//! In-process fake driver used by the unit tests.

use std::cell::{Cell, RefCell};
use std::collections::VecDeque;
use std::rc::Rc;

use rustc_hash::FxHashMap;

use crate::error::{DriverError, DriverErrorKind, DriverResult};
use crate::locate::By;
use crate::remote::{Handle, RemoteElement, RemoteSession, Session};

// ============================================================================
// Types
// ============================================================================

type LookupKey = (Option<String>, By);

#[derive(Default)]
struct NodeState {
    displayed: bool,
    stale: bool,
    text: String,
    actions: usize,
    clicks: usize,
    failures: VecDeque<DriverErrorKind>,
}

#[derive(Default)]
struct DomState {
    handles: RefCell<FxHashMap<String, Handle>>,
    nodes: RefCell<FxHashMap<String, NodeState>>,
    matches: RefCell<FxHashMap<LookupKey, VecDeque<Vec<String>>>>,
    lookup_failures: RefCell<FxHashMap<LookupKey, VecDeque<DriverErrorKind>>>,
    lookups: RefCell<FxHashMap<LookupKey, usize>>,
    windows: Cell<usize>,
    quits: Cell<usize>,
    sessions: Cell<usize>,
}

/// Scriptable in-memory remote tree.
#[derive(Clone, Default)]
pub(crate) struct FakeDom {
    state: Rc<DomState>,
}

struct FakeNode {
    id: String,
    state: Rc<DomState>,
}

struct FakeSession {
    id: String,
    state: Rc<DomState>,
}

// ============================================================================
// FakeDom
// ============================================================================

impl FakeDom {
    pub(crate) fn new() -> Self {
        let dom = Self::default();
        dom.state.windows.set(1);
        dom
    }

    /// Returns the handle for `id`, creating a displayed node on first use.
    pub(crate) fn node(&self, id: &str) -> Handle {
        if let Some(handle) = self.state.handles.borrow().get(id) {
            return handle.clone();
        }
        let handle = Handle::new(FakeNode {
            id: id.to_string(),
            state: Rc::clone(&self.state),
        });
        self.state.handles.borrow_mut().insert(id.to_string(), handle.clone());
        self.state.nodes.borrow_mut().insert(
            id.to_string(),
            NodeState {
                displayed: true,
                text: id.to_string(),
                ..NodeState::default()
            },
        );
        handle
    }

    /// Sets what every following top-level lookup for `by` returns.
    pub(crate) fn set_matches(&self, by: &By, ids: &[&str]) {
        self.script(None, by, vec![ids.to_vec()]);
    }

    /// Sets what every following child lookup for `by` under `parent` returns.
    pub(crate) fn set_child_matches(&self, parent: &str, by: &By, ids: &[&str]) {
        self.script(Some(parent), by, vec![ids.to_vec()]);
    }

    /// Queues successive lookup results. The last one repeats forever.
    pub(crate) fn script(&self, parent: Option<&str>, by: &By, results: Vec<Vec<&str>>) {
        let queue = results
            .into_iter()
            .map(|ids| {
                ids.into_iter()
                    .map(|id| {
                        self.node(id);
                        id.to_string()
                    })
                    .collect()
            })
            .collect();
        self.state
            .matches
            .borrow_mut()
            .insert((parent.map(str::to_string), by.clone()), queue);
    }

    /// Makes the next `times` top-level lookups for `by` fail with `kind`.
    pub(crate) fn fail_lookups(&self, by: &By, kind: DriverErrorKind, times: usize) {
        self.state
            .lookup_failures
            .borrow_mut()
            .insert((None, by.clone()), std::iter::repeat_n(kind, times).collect());
    }

    /// Makes the next `times` actions on `id` fail with `kind`.
    pub(crate) fn fail_actions(&self, id: &str, kind: DriverErrorKind, times: usize) {
        self.node(id);
        if let Some(node) = self.state.nodes.borrow_mut().get_mut(id) {
            node.failures.extend(std::iter::repeat_n(kind, times));
        }
    }

    pub(crate) fn set_stale(&self, id: &str, stale: bool) {
        self.node(id);
        if let Some(node) = self.state.nodes.borrow_mut().get_mut(id) {
            node.stale = stale;
        }
    }

    pub(crate) fn set_displayed(&self, id: &str, displayed: bool) {
        self.node(id);
        if let Some(node) = self.state.nodes.borrow_mut().get_mut(id) {
            node.displayed = displayed;
        }
    }

    pub(crate) fn lookup_count(&self, by: &By) -> usize {
        self.child_lookup_count(None, by)
    }

    pub(crate) fn child_lookup_count(&self, parent: Option<&str>, by: &By) -> usize {
        self.state
            .lookups
            .borrow()
            .get(&(parent.map(str::to_string), by.clone()))
            .copied()
            .unwrap_or(0)
    }

    pub(crate) fn action_count(&self, id: &str) -> usize {
        self.state.nodes.borrow().get(id).map_or(0, |n| n.actions)
    }

    pub(crate) fn click_count(&self, id: &str) -> usize {
        self.state.nodes.borrow().get(id).map_or(0, |n| n.clicks)
    }

    pub(crate) fn set_windows(&self, count: usize) {
        self.state.windows.set(count);
    }

    pub(crate) fn windows(&self) -> usize {
        self.state.windows.get()
    }

    pub(crate) fn quit_count(&self) -> usize {
        self.state.quits.get()
    }

    pub(crate) fn session_count(&self) -> usize {
        self.state.sessions.get()
    }

    /// Opens a new session over this tree.
    pub(crate) fn session(&self) -> Session {
        let count = self.state.sessions.get() + 1;
        self.state.sessions.set(count);
        Session::new(FakeSession {
            id: format!("session-{count}"),
            state: Rc::clone(&self.state),
        })
    }
}

// ============================================================================
// DomState
// ============================================================================

impl DomState {
    fn lookup(&self, parent: Option<&str>, by: &By) -> DriverResult<Vec<Handle>> {
        let key = (parent.map(str::to_string), by.clone());
        *self.lookups.borrow_mut().entry(key.clone()).or_default() += 1;

        if let Some(kind) = self
            .lookup_failures
            .borrow_mut()
            .get_mut(&key)
            .and_then(VecDeque::pop_front)
        {
            return Err(DriverError::new(kind, format!("lookup {by} failed")));
        }

        let ids = {
            let mut matches = self.matches.borrow_mut();
            match matches.get_mut(&key) {
                Some(queue) if queue.len() > 1 => queue.pop_front().unwrap_or_default(),
                Some(queue) => queue.front().cloned().unwrap_or_default(),
                None => Vec::new(),
            }
        };

        let handles = self.handles.borrow();
        Ok(ids.iter().filter_map(|id| handles.get(id).cloned()).collect())
    }

    fn act<T>(&self, id: &str, f: impl FnOnce(&mut NodeState) -> T) -> DriverResult<T> {
        let mut nodes = self.nodes.borrow_mut();
        let node = nodes
            .get_mut(id)
            .ok_or_else(|| DriverError::no_such_element(id.to_string()))?;
        node.actions += 1;
        if let Some(kind) = node.failures.pop_front() {
            return Err(DriverError::new(kind, format!("{id} failed")));
        }
        if node.stale {
            return Err(DriverError::stale(format!("{id} is detached")));
        }
        Ok(f(node))
    }
}

// ============================================================================
// RemoteElement / RemoteSession
// ============================================================================

impl RemoteElement for FakeNode {
    fn id(&self) -> &str {
        &self.id
    }

    fn find_children(&self, by: &By) -> DriverResult<Vec<Handle>> {
        self.state.act(&self.id, |_| ())?;
        self.state.lookup(Some(&self.id), by)
    }

    fn click(&self) -> DriverResult<()> {
        self.state.act(&self.id, |n| n.clicks += 1)
    }

    fn send_keys(&self, text: &str) -> DriverResult<()> {
        self.state.act(&self.id, |n| n.text.push_str(text))
    }

    fn clear(&self) -> DriverResult<()> {
        self.state.act(&self.id, |n| n.text.clear())
    }

    fn text(&self) -> DriverResult<String> {
        self.state.act(&self.id, |n| n.text.clone())
    }

    fn attribute(&self, name: &str) -> DriverResult<Option<String>> {
        self.state
            .act(&self.id, |_| (name == "id").then(|| self.id.clone()))
    }

    fn is_displayed(&self) -> DriverResult<bool> {
        let nodes = self.state.nodes.borrow();
        match nodes.get(&self.id) {
            Some(node) if node.stale => Err(DriverError::stale(format!("{} is detached", self.id))),
            Some(node) => Ok(node.displayed),
            None => Err(DriverError::no_such_element(self.id.clone())),
        }
    }

    fn is_enabled(&self) -> DriverResult<bool> {
        self.state.act(&self.id, |_| true)
    }
}

impl RemoteSession for FakeSession {
    fn id(&self) -> &str {
        &self.id
    }

    fn find_children(&self, by: &By) -> DriverResult<Vec<Handle>> {
        self.state.lookup(None, by)
    }

    fn window_count(&self) -> DriverResult<usize> {
        Ok(self.state.windows.get())
    }

    fn close_window(&self) -> DriverResult<()> {
        let windows = self.state.windows.get();
        self.state.windows.set(windows.saturating_sub(1));
        Ok(())
    }

    fn quit(&self) -> DriverResult<()> {
        self.state.quits.set(self.state.quits.get() + 1);
        self.state.windows.set(0);
        Ok(())
    }
}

:: Work order ::
Among the lines of the material, find those holding the word "results" and return them.

:: Expected output ::
    /// Queues successive lookup results. The last one repeats forever.
    pub(crate) fn script(&self, parent: Option<&str>, by: &By, results: Vec<Vec<&str>>) {
        let queue = results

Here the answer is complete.